Groundhog — Design
Mirrored from
docs/design/groundhog/2_design.md. Edit the source document in the repository, not this generated page.
This document describes Groundhog as it exists in the codebase today: the activity shape, plan schema, persisted artifacts, attempt lifecycle, builtin verbs, verifier path, and the current implementation gaps that still separate the runner from the intended v1 contract. See 1_overview.md for the feature’s purpose and 3_vision.md for forward-looking questions.
1. Activity and Plan Surface
Section titled “1. Activity and Plan Surface”Groundhog is a dedicated v2 activity kind, not a flag on agent_loop. ActivityV2Spec::Groundhog carries its own GroundhogSpec with instruction, tools, on_denial, model, max_iterations, provider, wall_clock_timeout_seconds, and attempt_budget_default. That activity shape shipped in [T20260420-0510-2].

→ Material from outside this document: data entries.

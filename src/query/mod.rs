// Query module
//
// External passes over the expression model. Every pass is a `LanguageVisitor`
// driven by the pre-order or post-order navigator.

pub mod visitor;

pub use visitor::{
    AggregateSymbolCollectorVisitor, ElementCollectorVisitor, ResolvedStateVisitor,
    SqlStringVisitor,
};
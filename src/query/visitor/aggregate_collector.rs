//! AggregateSymbolCollectorVisitor - 收集聚合与窗口函数
//!
//! 窗口函数内部的聚合属于窗口函数本身，不会再单独作为聚合收集。

use crate::core::types::expression::{
    AggregateSymbol, LanguageObjectRef, LanguageVisitor, PreOrderNavigator, WindowFunction,
};

#[derive(Debug, Default)]
pub struct AggregateSymbolCollectorVisitor {
    aggregates: Vec<AggregateSymbol>,
    window_functions: Vec<WindowFunction>,
}

impl AggregateSymbolCollectorVisitor {
    pub fn new() -> Self {
        Self::default()
    }

    pub fn aggregates(&self) -> &[AggregateSymbol] {
        &self.aggregates
    }

    pub fn window_functions(&self) -> &[WindowFunction] {
        &self.window_functions
    }

    /// 收集非窗口聚合，不进入子查询
    pub fn get_aggregates<'a>(object: impl Into<LanguageObjectRef<'a>>) -> Vec<AggregateSymbol> {
        let mut visitor = AggregateSymbolCollectorVisitor::new();
        PreOrderNavigator::do_visit(object, &mut visitor);
        visitor.aggregates
    }

    pub fn get_window_functions<'a>(
        object: impl Into<LanguageObjectRef<'a>>,
    ) -> Vec<WindowFunction> {
        let mut visitor = AggregateSymbolCollectorVisitor::new();
        PreOrderNavigator::do_visit(object, &mut visitor);
        visitor.window_functions
    }
}

impl LanguageVisitor for AggregateSymbolCollectorVisitor {
    fn visit_aggregate_symbol(&mut self, obj: &AggregateSymbol) {
        if !obj.is_windowed() {
            self.aggregates.push(obj.clone());
        }
    }

    fn visit_window_function(&mut self, obj: &WindowFunction) {
        self.window_functions.push(obj.clone());
    }
}
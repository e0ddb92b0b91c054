//! XML 构造与查询表达式
//!
//! 所有节点都拥有自己的子列表，克隆即深拷贝。

use serde::{Deserialize, Serialize};

use super::derived_column::DerivedColumn;
use super::def::Expression;
use crate::core::types::DataType;

/// 命名空间声明
#[derive(Debug, Clone, PartialEq, Eq, Hash, Serialize, Deserialize)]
pub enum NamespaceItem {
    /// `DEFAULT 'uri'`
    Default(String),
    /// `'uri' AS prefix`
    Prefixed { prefix: String, uri: String },
    /// `NO DEFAULT`
    NoDefault,
}

/// XMLNAMESPACES(...)
#[derive(Debug, Clone, PartialEq, Eq, Hash, Default)]
pub struct XmlNamespaces {
    pub items: Vec<NamespaceItem>,
}

impl XmlNamespaces {
    pub fn new(items: Vec<NamespaceItem>) -> Self {
        Self { items }
    }
}

/// XMLATTRIBUTES(...)
#[derive(Debug, Clone, PartialEq, Eq, Hash, Default)]
pub struct XmlAttributes {
    pub args: Vec<DerivedColumn>,
}

impl XmlAttributes {
    pub fn new(args: Vec<DerivedColumn>) -> Self {
        Self { args }
    }
}

/// XMLELEMENT(NAME n, ...)
#[derive(Debug, Clone, PartialEq, Eq, Hash)]
pub struct XmlElement {
    pub name: String,
    pub namespaces: Option<XmlNamespaces>,
    pub attributes: Option<XmlAttributes>,
    pub content: Vec<Expression>,
}

impl XmlElement {
    pub fn new(name: impl Into<String>, content: Vec<Expression>) -> Self {
        Self {
            name: name.into(),
            namespaces: None,
            attributes: None,
            content,
        }
    }

    pub fn with_namespaces(mut self, namespaces: XmlNamespaces) -> Self {
        self.namespaces = Some(namespaces);
        self
    }

    pub fn with_attributes(mut self, attributes: XmlAttributes) -> Self {
        self.attributes = Some(attributes);
        self
    }
}

/// XMLFOREST(...)
#[derive(Debug, Clone, PartialEq, Eq, Hash)]
pub struct XmlForest {
    pub namespaces: Option<XmlNamespaces>,
    pub args: Vec<DerivedColumn>,
}

impl XmlForest {
    pub fn new(args: Vec<DerivedColumn>) -> Self {
        Self {
            namespaces: None,
            args,
        }
    }
}

/// XMLQUERY('xquery' PASSING ...)
#[derive(Debug, Clone, PartialEq, Eq, Hash)]
pub struct XmlQuery {
    pub xquery: String,
    pub namespaces: Option<XmlNamespaces>,
    pub passing: Vec<DerivedColumn>,
    /// `Some(true)` 为 EMPTY ON EMPTY，`Some(false)` 为 NULL ON EMPTY
    pub empty_on_empty: Option<bool>,
}

impl XmlQuery {
    pub fn new(xquery: impl Into<String>, passing: Vec<DerivedColumn>) -> Self {
        Self {
            xquery: xquery.into(),
            namespaces: None,
            passing,
            empty_on_empty: None,
        }
    }
}

/// XMLCAST(expr AS type)
#[derive(Debug, Clone, PartialEq, Eq, Hash)]
pub struct XmlCast {
    pub expression: Box<Expression>,
    pub data_type: DataType,
}

impl XmlCast {
    pub fn new(expression: Expression, data_type: DataType) -> Self {
        Self {
            expression: Box::new(expression),
            data_type,
        }
    }
}

/// XMLPARSE(DOCUMENT|CONTENT expr [WELLFORMED])
#[derive(Debug, Clone, PartialEq, Eq, Hash)]
pub struct XmlParse {
    pub document: bool,
    pub expression: Box<Expression>,
    pub well_formed: bool,
}

impl XmlParse {
    pub fn new(document: bool, expression: Expression, well_formed: bool) -> Self {
        Self {
            document,
            expression: Box::new(expression),
            well_formed,
        }
    }
}

/// XMLSERIALIZE([DOCUMENT|CONTENT] expr [AS type] ...)
#[derive(Debug, Clone, PartialEq, Eq, Hash)]
pub struct XmlSerialize {
    pub document: Option<bool>,
    pub expression: Box<Expression>,
    pub data_type: DataType,
    pub declaration: Option<bool>,
    pub version: Option<String>,
    pub encoding: Option<String>,
}

impl XmlSerialize {
    /// 目标类型默认为字符串
    pub fn new(expression: Expression) -> Self {
        Self {
            document: None,
            expression: Box::new(expression),
            data_type: DataType::String,
            declaration: None,
            version: None,
            encoding: None,
        }
    }

    pub fn with_type(mut self, data_type: DataType) -> Self {
        self.data_type = data_type;
        self
    }
}

/// XMLEXISTS(...)
#[derive(Debug, Clone, PartialEq, Eq, Hash)]
pub struct XmlExists {
    pub xml_query: XmlQuery,
}

impl XmlExists {
    pub fn new(xml_query: XmlQuery) -> Self {
        Self { xml_query }
    }
}
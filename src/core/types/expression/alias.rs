//! 派生符号
//!
//! - `AliasSymbol`：给表达式起别名，不能再包装别名
//! - `ExpressionSymbol`：给匿名表达式一个名称，身份由被包装的表达式决定
//! - `MultipleElementSymbol`：`*` 与 `group.*`，由解析器展开成元素列表

use std::hash::{Hash, Hasher};

use super::capability::{DerivedExpression, Typed};
use super::def::Expression;
use super::element_symbol::ElementSymbol;
use super::group_symbol::GroupSymbol;
use super::symbol::{Symbol, SEPARATOR};
use crate::core::error::{ExpressionError, ExpressionResult};
use crate::core::murmur;
use crate::core::types::DataType;

fn reject_alias(expression: &Expression) -> ExpressionResult<()> {
    if matches!(expression, Expression::AliasSymbol(_)) {
        return Err(ExpressionError::invalid_argument("别名不能包装另一个别名"));
    }
    Ok(())
}

#[derive(Debug, Clone)]
pub struct AliasSymbol {
    symbol: Symbol,
    expression: Box<Expression>,
}

impl AliasSymbol {
    pub fn new(name: impl Into<String>, expression: Expression) -> ExpressionResult<Self> {
        reject_alias(&expression)?;
        Ok(Self {
            symbol: Symbol::new(name),
            expression: Box::new(expression),
        })
    }

    pub fn name(&self) -> &str {
        self.symbol.name()
    }

    pub fn set_name(&mut self, name: impl Into<String>) {
        self.symbol.set_name(name);
    }

    pub fn canonical_name(&self) -> &str {
        self.symbol.canonical_name()
    }

    pub fn output_name(&self) -> &str {
        self.symbol.output_name()
    }

    pub fn set_output_name(&mut self, output_name: Option<String>) {
        self.symbol.set_output_name(output_name);
    }

    pub fn symbol(&self) -> &Expression {
        &self.expression
    }

    pub fn symbol_mut(&mut self) -> &mut Expression {
        &mut self.expression
    }

    pub fn set_symbol(&mut self, expression: Expression) -> ExpressionResult<()> {
        reject_alias(&expression)?;
        self.expression = Box::new(expression);
        Ok(())
    }

    pub fn data_type(&self) -> Option<DataType> {
        self.expression.get_type()
    }
}

impl PartialEq for AliasSymbol {
    fn eq(&self, other: &Self) -> bool {
        self.symbol == other.symbol && self.expression == other.expression
    }
}

impl Eq for AliasSymbol {}

impl Hash for AliasSymbol {
    fn hash<H: Hasher>(&self, state: &mut H) {
        state.write_u64(self.symbol.hash_code());
    }
}

impl DerivedExpression for AliasSymbol {
    fn expression(&self) -> &Expression {
        &self.expression
    }
}

#[derive(Debug, Clone)]
pub struct ExpressionSymbol {
    symbol: Symbol,
    expression: Box<Expression>,
}

impl ExpressionSymbol {
    pub fn new(name: impl Into<String>, expression: Expression) -> Self {
        Self {
            symbol: Symbol::new(name),
            expression: Box::new(expression),
        }
    }

    pub fn name(&self) -> &str {
        self.symbol.name()
    }

    pub fn set_name(&mut self, name: impl Into<String>) {
        self.symbol.set_name(name);
    }

    pub fn output_name(&self) -> &str {
        self.symbol.output_name()
    }

    pub fn set_output_name(&mut self, output_name: Option<String>) {
        self.symbol.set_output_name(output_name);
    }

    pub fn expression(&self) -> &Expression {
        &self.expression
    }

    pub fn expression_mut(&mut self) -> &mut Expression {
        &mut self.expression
    }

    pub fn set_expression(&mut self, expression: Expression) {
        self.expression = Box::new(expression);
    }

    pub fn data_type(&self) -> Option<DataType> {
        self.expression.get_type()
    }
}

impl PartialEq for ExpressionSymbol {
    fn eq(&self, other: &Self) -> bool {
        self.expression == other.expression
    }
}

impl Eq for ExpressionSymbol {}

impl Hash for ExpressionSymbol {
    fn hash<H: Hasher>(&self, state: &mut H) {
        state.write_u64(murmur::hash_code(&self.expression));
    }
}

impl DerivedExpression for ExpressionSymbol {
    fn expression(&self) -> &Expression {
        &self.expression
    }
}

/// `*` 或 `group.*`
#[derive(Debug, Clone)]
pub struct MultipleElementSymbol {
    group: Option<GroupSymbol>,
    elements: Option<Vec<ElementSymbol>>,
}

impl MultipleElementSymbol {
    /// `*`
    pub fn all() -> Self {
        Self {
            group: None,
            elements: None,
        }
    }

    /// `group.*`
    pub fn all_in_group(group: GroupSymbol) -> Self {
        Self {
            group: Some(group),
            elements: None,
        }
    }

    pub fn name(&self) -> String {
        match &self.group {
            Some(group) => format!("{}{}*", group.name(), SEPARATOR),
            None => "*".to_string(),
        }
    }

    pub fn group(&self) -> Option<&GroupSymbol> {
        self.group.as_ref()
    }

    pub fn group_mut(&mut self) -> Option<&mut GroupSymbol> {
        self.group.as_mut()
    }

    /// 解析器展开后的元素
    pub fn elements(&self) -> Option<&[ElementSymbol]> {
        self.elements.as_deref()
    }

    pub fn set_elements(&mut self, elements: Vec<ElementSymbol>) {
        self.elements = Some(elements);
    }

    pub fn add_element(&mut self, element: ElementSymbol) {
        self.elements.get_or_insert_with(Vec::new).push(element);
    }

    pub fn is_resolved(&self) -> bool {
        self.elements.is_some()
    }
}

impl PartialEq for MultipleElementSymbol {
    fn eq(&self, other: &Self) -> bool {
        self.group == other.group
    }
}

impl Eq for MultipleElementSymbol {}

impl Hash for MultipleElementSymbol {
    fn hash<H: Hasher>(&self, state: &mut H) {
        match &self.group {
            Some(group) => group.hash(state),
            None => state.write_u64(0),
        }
    }
}

#[cfg(test)]
mod tests {
    use super::*;
    use crate::core::types::expression::{Constant, Function};

    fn plus() -> Expression {
        Expression::Function(Function::new(
            "+",
            vec![
                Expression::Constant(Constant::new(1)),
                Expression::Constant(Constant::new(2)),
            ],
        ))
    }

    #[test]
    fn test_alias_cannot_wrap_alias() {
        let alias = AliasSymbol::new("x", plus()).expect("表达式可以起别名");
        let nested = AliasSymbol::new("y", Expression::AliasSymbol(alias.clone()));
        assert!(nested.is_err());

        let mut other = AliasSymbol::new("z", plus()).expect("表达式可以起别名");
        assert!(other.set_symbol(Expression::AliasSymbol(alias)).is_err());
        assert_eq!(other.symbol(), &plus());
    }

    #[test]
    fn test_alias_equality() {
        let a = AliasSymbol::new("x", plus()).expect("合法");
        let b = AliasSymbol::new("X", plus()).expect("合法");
        let c = AliasSymbol::new("y", plus()).expect("合法");
        assert_eq!(a, b);
        assert_ne!(a, c);
    }

    #[test]
    fn test_expression_symbol_keys_on_expression() {
        let a = ExpressionSymbol::new("expr1", plus());
        let b = ExpressionSymbol::new("expr2", plus());
        assert_eq!(a, b);
        assert_eq!(murmur::hash_code(&a), murmur::hash_code(&b));
        assert_ne!(a, ExpressionSymbol::new("expr1", Expression::Constant(Constant::new(1))));
    }

    #[test]
    fn test_multiple_element_symbol() {
        let mut all = MultipleElementSymbol::all_in_group(GroupSymbol::new("g1"));
        assert_eq!(all.name(), "g1.*");
        assert!(!all.is_resolved());
        all.add_element(ElementSymbol::new("g1.e1"));
        assert!(all.is_resolved());
        assert_eq!(all.elements().map(|e| e.len()), Some(1));

        assert_eq!(MultipleElementSymbol::all().name(), "*");
        assert_ne!(MultipleElementSymbol::all(), all);
    }
}
//! 错误处理
//!
//! 表达式模型只有同步、局部的失败：构造参数校验失败、比较时的类型不匹配，
//! 以及可以廉价检测到的前置条件违反。所有错误都直接返回给调用方，
//! 本层从不重试、从不吞掉错误、也从不记录失败日志。

pub mod expression;

pub use expression::{ExpressionError, ExpressionErrorType};

/// 表达式模型的统一结果类型
pub type ExpressionResult<T> = Result<T, ExpressionError>;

The dispatcher treats Groundhog as HTTP-only in practice: it rejects providers whose HTTP transport is not wired and routes GroundhogSpec through a dedicated run_groundhog_activity entry point. The spec currently does not expose a separate plan_source; the runner always loads checkpoints from the task’s stored plan field.
Checkpoint structure comes from TaskPlan in crates/orbit-common/src/types/task_plan.rs, added in [T20260420-0509-2]. Each checkpoint carries:
idspec- typed
success_criteria attempt_budget
The parser assigns a default per-checkpoint attempt_budget of 3 when the plan omits one. The Groundhog runner then applies effective_attempt_budget(checkpoint, spec.attempt_budget_default), which currently behaves as a floor (max) rather than a true fallback.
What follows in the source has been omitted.